La (re-)construction du monde
Aide. Solidarité. Politique.
La conférence en ligne « La (re-)construction du monde » a réuni des intervenants venus littéralement du monde entier entre le 12 et le 14 février 2021. Ils se sont engagés dans une conversation transnationale dont a émergé une sphère publique transnationale. Ils ont réussi à échanger leurs points de vue sur l'état catastrophique du monde et à vivre une culture politique qui rend au moins concevables les moyens de sortir de cet état. Arriver à s'entendre sur la construction du monde implique de pouvoir envisager qu'un autre monde est possible, mais aussi de rechercher les voies qui nous permettront de l'atteindre. En ce sens, notre conférence, que nous avons organisée avec le soutien de nombreux partenaires, dont la Fondation Friedrich Ebert et la Fondation Rosa Luxemburg, était quelque part impensable et arrivait précisément à point nommé.

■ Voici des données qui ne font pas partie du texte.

impl SynthesisWorkflow {
    pub fn new(
        race: RaceMetadata,
        gateway: Arc<ModelGateway>,
        baselines: Arc<dyn BaselineSource>,
        store: Arc<dyn SyntheticRaceStore>,
    ) -> Self {
        Self {
            race,
            gateway,
            baselines: BaselineAggregator::new(baselines),
            persistence: PersistenceAdapter::new(store),
            session: Mutex::new(Session {
                state: WorkflowState::Input,
                token: 0,
                candidates: Vec::new(),
                scenario: None,
                preview: None,
                saved: None,
            }),
        }
    }

    pub fn with_candidates(mut self, candidates: Vec<CandidateRecord>) -> Self {
        self.session.get_mut().candidates = candidates;
        self
    }

    pub fn race(&self) -> &RaceMetadata {
        &self.race
    }

    pub fn state(&self) -> WorkflowState {
        self.session.lock().state
    }

    pub fn candidates(&self) -> Vec<CandidateRecord> {
        self.session.lock().candidates.clone()
    }

    /// Replace the candidate set. Only allowed while editing input.
    pub fn set_candidates(&self, candidates: Vec<CandidateRecord>) -> Result<(), PipelineError> {
        let mut session = self.session.lock();
        if session.state != WorkflowState::Input {
            return Err(PipelineError::InvalidState {
                action: "edit candidates",
                state: session.state,
            });
        }
        session.candidates = candidates;
        Ok(())
    }

    /// The scenario of the latest generation.
    pub fn scenario(&self) -> Option<ScenarioInput> {
        self.session.lock().scenario.clone()
    }

    pub fn preview(&self) -> Option<SyntheticPreview> {
        self.session.lock().preview.clone()
    }

    pub fn saved(&self) -> Option<SavedRace> {
        self.session.lock().saved.clone()
    }

    /// Run a scenario through the model and build a preview.
    ///
    /// Validation failures leave the session untouched. Other failures move
    /// it to `Failed` at the step that broke.
    pub async fn generate(&self, scenario: ScenarioInput) -> Result<SyntheticPreview, PipelineError> {
        let (token, candidates) = self.begin(&scenario)?;
        let race_id = self.race.race_id.as_str();
        let provider = scenario.model_provider_id.trim().to_string();
        tracing::info!(race_id, provider = %provider, token, "Starting synthesis");

        let baselines = self.baselines.fetch(race_id).await;
        let prompt = compile_prompt(&self.race, &candidates, &baselines, &scenario);

        self.advance(token, WorkflowState::AwaitingModel)?;
        let output = self
            .gateway
            .execute(&prompt, &provider)
            .await
            .map_err(|e| self.fail(token, PipelineStep::AwaitingModel, e.into()))?;

        self.advance(token, WorkflowState::Parsing)?;
        let response = parse_response(&output.raw_text).map_err(|e| {
            tracing::debug!(token, excerpt = %e.excerpt(200), "Unparseable model response");
            self.fail(token, PipelineStep::Parsing, e.into())
        })?;

        self.advance(token, WorkflowState::Reconciling)?;
        let reconciler = IdentityReconciler::new(&candidates)
            .map_err(|e| self.fail(token, PipelineStep::Reconciling, e.into()))?;
        let preview = normalize(
            response,
            &reconciler,
            PreviewContext {
                scenario: &scenario,
                race: &self.race,
                baselines: &baselines,
                model_used: &output.model,
                idempotency_key: idempotency_key(&scenario.name, token),
            },
        );

        if preview.status == PreviewStatus::NoCandidates {
            return Err(self.fail(token, PipelineStep::Reconciling, PipelineError::NoCandidates));
        }
        if preview.has_identity_issues() {
            tracing::warn!(
                token,
                issues = preview.identity_issues.len(),
                "Preview has unresolved candidate identities"
            );
        }

        self.finish(token, preview)
    }

    /// Save the current preview.
    ///
    /// A failed save keeps the preview; calling `confirm` again retries with
    /// the same idempotency key.
    pub async fn confirm(&self) -> Result<SavedRace, PipelineError> {
        let (token, preview) = {
            let mut session = self.session.lock();
            if session.state.is_busy() {
                return Err(PipelineError::Busy);
            }
            let preview = session.preview.clone().ok_or(PipelineError::InvalidState {
                action: "confirm",
                state: session.state,
            })?;
            session.transition(WorkflowState::Persisting)?;
            (session.token, preview)
        };

        let saved = self
            .persistence
            .save(&preview)
            .await
            .map_err(|e| self.fail(token, PipelineStep::Persisting, e.into()))?;

        let mut session = self.session.lock();
        session.transition(WorkflowState::Saved)?;
        session.saved = Some(saved.clone());
        Ok(saved)
    }

    /// Return to input, dropping the preview but keeping candidates.
    pub fn back(&self) -> Result<(), PipelineError> {
        let mut session = self.session.lock();
        if session.state.is_busy() {
            return Err(PipelineError::Busy);
        }
        session.transition(WorkflowState::Input)?;
        session.preview = None;
        session.saved = None;
        Ok(())
    }

    /// Abandon an in-flight generation.
    ///
    /// Its result is discarded when it arrives. Does nothing when no
    /// generation is running; a save in progress cannot be abandoned.
    pub fn abandon(&self) -> Result<(), PipelineError> {
        let mut session = self.session.lock();
        if !session.state.is_busy() {
            return Ok(());
        }
        session.transition(WorkflowState::Input)?;
        session.token += 1;
        tracing::info!(token = session.token, "Synthesis abandoned");
        Ok(())
    }

    fn begin(&self, scenario: &ScenarioInput) -> Result<(u64, Vec<CandidateRecord>), PipelineError> {
        let mut session = self.session.lock();
        if session.state.is_busy() {
            return Err(PipelineError::Busy);
        }
        validate_transition(session.state, WorkflowState::Compiling)?;

        validate_scenario(scenario, &session.candidates)?;
        let provider = scenario.model_provider_id.trim();
        if !self.gateway.has_provider(provider) {
            return Err(ValidationError::UnknownProvider(provider.to_string()).into());
        }

        session.token += 1;
        session.transition(WorkflowState::Compiling)?;
        session.scenario = Some(scenario.clone());
        Ok((session.token, session.candidates.clone()))
    }

    fn advance(&self, token: u64, to: WorkflowState) -> Result<(), PipelineError> {
        let mut session = self.session.lock();
        if session.token != token {
            return Err(discard_stale(token, session.token));
        }
        session.transition(to)
    }

    fn fail(&self, token: u64, step: PipelineStep, error: PipelineError) -> PipelineError {
        let mut session = self.session.lock();
        if session.token != token {
            return discard_stale(token, session.token);
        }

        tracing::warn!(token, step = step.as_str(), error = %error, "Synthesis step failed");
        if let Err(e) = session.transition(WorkflowState::Failed { step }) {
            return e;
        }
        error
    }

    fn finish(&self, token: u64, preview: SyntheticPreview) -> Result<SyntheticPreview, PipelineError> {
        let mut session = self.session.lock();
        if session.token != token {
            return Err(discard_stale(token, session.token));
        }

        session.transition(WorkflowState::PreviewReady)?;
        session.preview = Some(preview.clone());
        tracing::info!(
            token,
            race_id = %self.race.race_id,
            total_votes = preview.total_votes,
            counties = preview.counties.len(),
            "Preview ready"
        );
        Ok(preview)
    }
}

La conférence "(Re-)Construction du monde" a touché la corde sensible de l'époque. Les 8 000 participants ont dépassé les attentes des organisateurs.
Par Katja Maurer et Thomas Rudhof-Seibert
Contenu
L'afflux de participants - jamais moins de mille personnes - en témoigne : la conférence a visiblement touché une corde sensible. Et ce, en plein milieu d'une pandémie qui menace tout le monde, mais chacun de manière très différente, selon son origine géographique, mais surtout sociale. En stimulant le débat autour de l'état du monde, nous avons fait de la peur, mais aussi de ses causes, un sujet de discussion. Les technologies de communication les plus modernes ont rendu possible de générer de l'expertise dans une interconnexion globale ; expertise qui ne ressemble plus au modèle majestueux de l'arbre de la connaissance, mais plutôt à un réseau de racines se ramifiant dans toutes les directions.
Pourquoi une organisation de coopération et de la défense des droits accueille-t-elle une conférence que l'on verrait plutôt se tenir dans une université ? Pour deux raisons. Tout d'abord, pour trouver le moyen de sortir la mouche du piège dans lequel elle est tombée. Et puis, pour remplir sa tâche la plus noble : témoigner de l'état du monde. En l'état actuel des choses, rien ni personne n'est plus adapté qu'une organisation de solidarité qui se dote d’une vision politique et qui œuvre donc en fin de compte à sa propre abolition. medico international a organisé sa troisième grande conférence, et cette fois-ci, il s'est agi d'une conférence mondiale d'un genre nouveau dont le but était de débattre de manière critique du thème de la coopération en solidarité en matière d’aide.
1. L'aide
Haïti et Moria : L'aide à la croisée des chemins
Les deux forums d'ouverture ont traité d'exemples paradigmatiques du pouvoir et de l'impuissance de l'aide : Haïti et Moria. Ainsi, l'anthropologue américain Mark Schuller a qualifié l'aide internationale après le tremblement de terre « d'occupation humanitaire ». Le séisme s'est produit en 2010 et a fait 300 000 victimes. Les victimes de « l'occupation » n'ont pas encore été comptées. Comme les pays qui les financent, les organisations humanitaires se sont accommodées des conditions misérables et honteuses et du président Jovenel Moïse qui, avec le soutien de l'Occident, est en passe de devenir leur dictateur.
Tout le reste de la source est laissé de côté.